Service to and of the People
The formation of parishes and the running of schools are two features of the Catholic Church. Service to the poor and marginalized has been a significant, though largely unheralded feature, of this diocese and it is revealed in a variety of forms.
The St Vincent de Paul Society opened in 1906. While the traditional meetings and visitations continue in their quiet, even hidden way, the Society has a distinctive place in the landscape of many towns with their local ‘Vinnies’.
The Apostleship to the Sea at Mackay performs the church’s missionary work for the seafarer. It commenced at Mackay in the years following World War II when a dedicated group of North Mackay parishioners led by Father Barney Cahill operated a seafarers’ hall at the Mackay harbor. In 1993 with the assistance of the National Stella Maris Head Office, Father Peter Greene reinitiated this mission to care for the vast numbers of mariners coming into the Mackay area. The Gladstone Stella Maris Seafarers Mission was established in 1983 and runs in a partnership between the Gladstone Star of the Sea parish and the Gladstone Anglican Church.
In response to a need to put into practice the social action gospel teachings the Diocese established the Christian Family Centre on 29 January 1974. Its prime movers were Sister Anne Marie Kinnane rsm and Father Frank Gilbert and they ran their ministry out of a donga in the grounds of St Patrick’s Church, Derby St, Rockhampton. This ministry was later renamed Centacare and operates today as CentacareCQ.
While Central Queensland’s history is one of European settlement which saw a dispossession of its indigenous peoples, pioneering priests like Father Pierre Marie Bucas challenged early community attitudes and practiced care and compassion when prejudice was displayed. When he came to the Mackay District in 1869, he took a prominent part in every movement for the welfare of the people. As a linguist, he devoted much attention to the learning of aboriginal languages. While individual stories of pastoral care of indigenous people are evident, the Rockhampton Diocese’s involvement in the welfare of Aboriginal and Islander people had not been overly impressive. It was not until the 1970’s that an Aboriginal and Islander Catholic Council was formed in the Diocese. On 16 July 1972, the first Diocesan Aboriginal Conference was held at Rockhampton. At this conference 80 Aboriginal and Islander people came together for the first time to discuss as a group church issues and to plan future actions to increase the inclusion of aboriginal and islander people in the celebration of the Eucharist. The first State Conference of the AICC was held at Yeppoon in January 1974 and was heralded as an event for those attending to listen and learn to understand the problems facing Aboriginal and Islander people.
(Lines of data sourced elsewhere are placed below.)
//! Client → server command packets.
//!
//! Encoders append the command payload to a buffer whose packet header has
//! already been reserved by the connection.

use super::codec::{write_u32, write_u8};

/// Command tag bytes.
pub mod com {
    /// COM_STMT_RESET: reset the statement's cursor and long data
    pub const STMT_RESET: u8 = 0x1A;
    /// COM_STMT_FETCH: fetch rows from an open cursor
    pub const STMT_FETCH: u8 = 0x1C;
}

/// Payload length of COM_STMT_FETCH: command + statement id + row count.
pub const STMT_FETCH_LEN: usize = 1 + 4 + 4;

/// Payload length of a command carrying a single u32 argument.
pub const COMMAND_U32_LEN: usize = 1 + 4;

/// Write a COM_STMT_FETCH payload.
///
/// Asks the server for up to `num_rows` rows from the cursor opened on
/// `statement_id`.
pub fn write_stmt_fetch(buf: &mut Vec<u8>, statement_id: u32, num_rows: u32) {
    write_u8(buf, com::STMT_FETCH);
    write_u32(buf, statement_id);
    write_u32(buf, num_rows);
}

/// Write a command payload whose only argument is a u32 (e.g. COM_STMT_RESET).
pub fn write_command_u32(buf: &mut Vec<u8>, command: u8, arg: u32) {
    write_u8(buf, command);
    write_u32(buf, arg);
}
The Franciscan Sisters of the Heart of Jesus (Franciscan Sisters of Malta) arrived in Mackay on 6th June 1954 to staff the St Vincent de Paul Home for the Aged (renamed Francis of Assisi Home in 1997). This first Home for the Aged in Northern Queensland was built in response to a need identified by Father Paul Healion, Parish Priest of West Mackay, who in the early 1950’s saw a need to provide support to old people who were being held in hospital as patients because they had nowhere to go.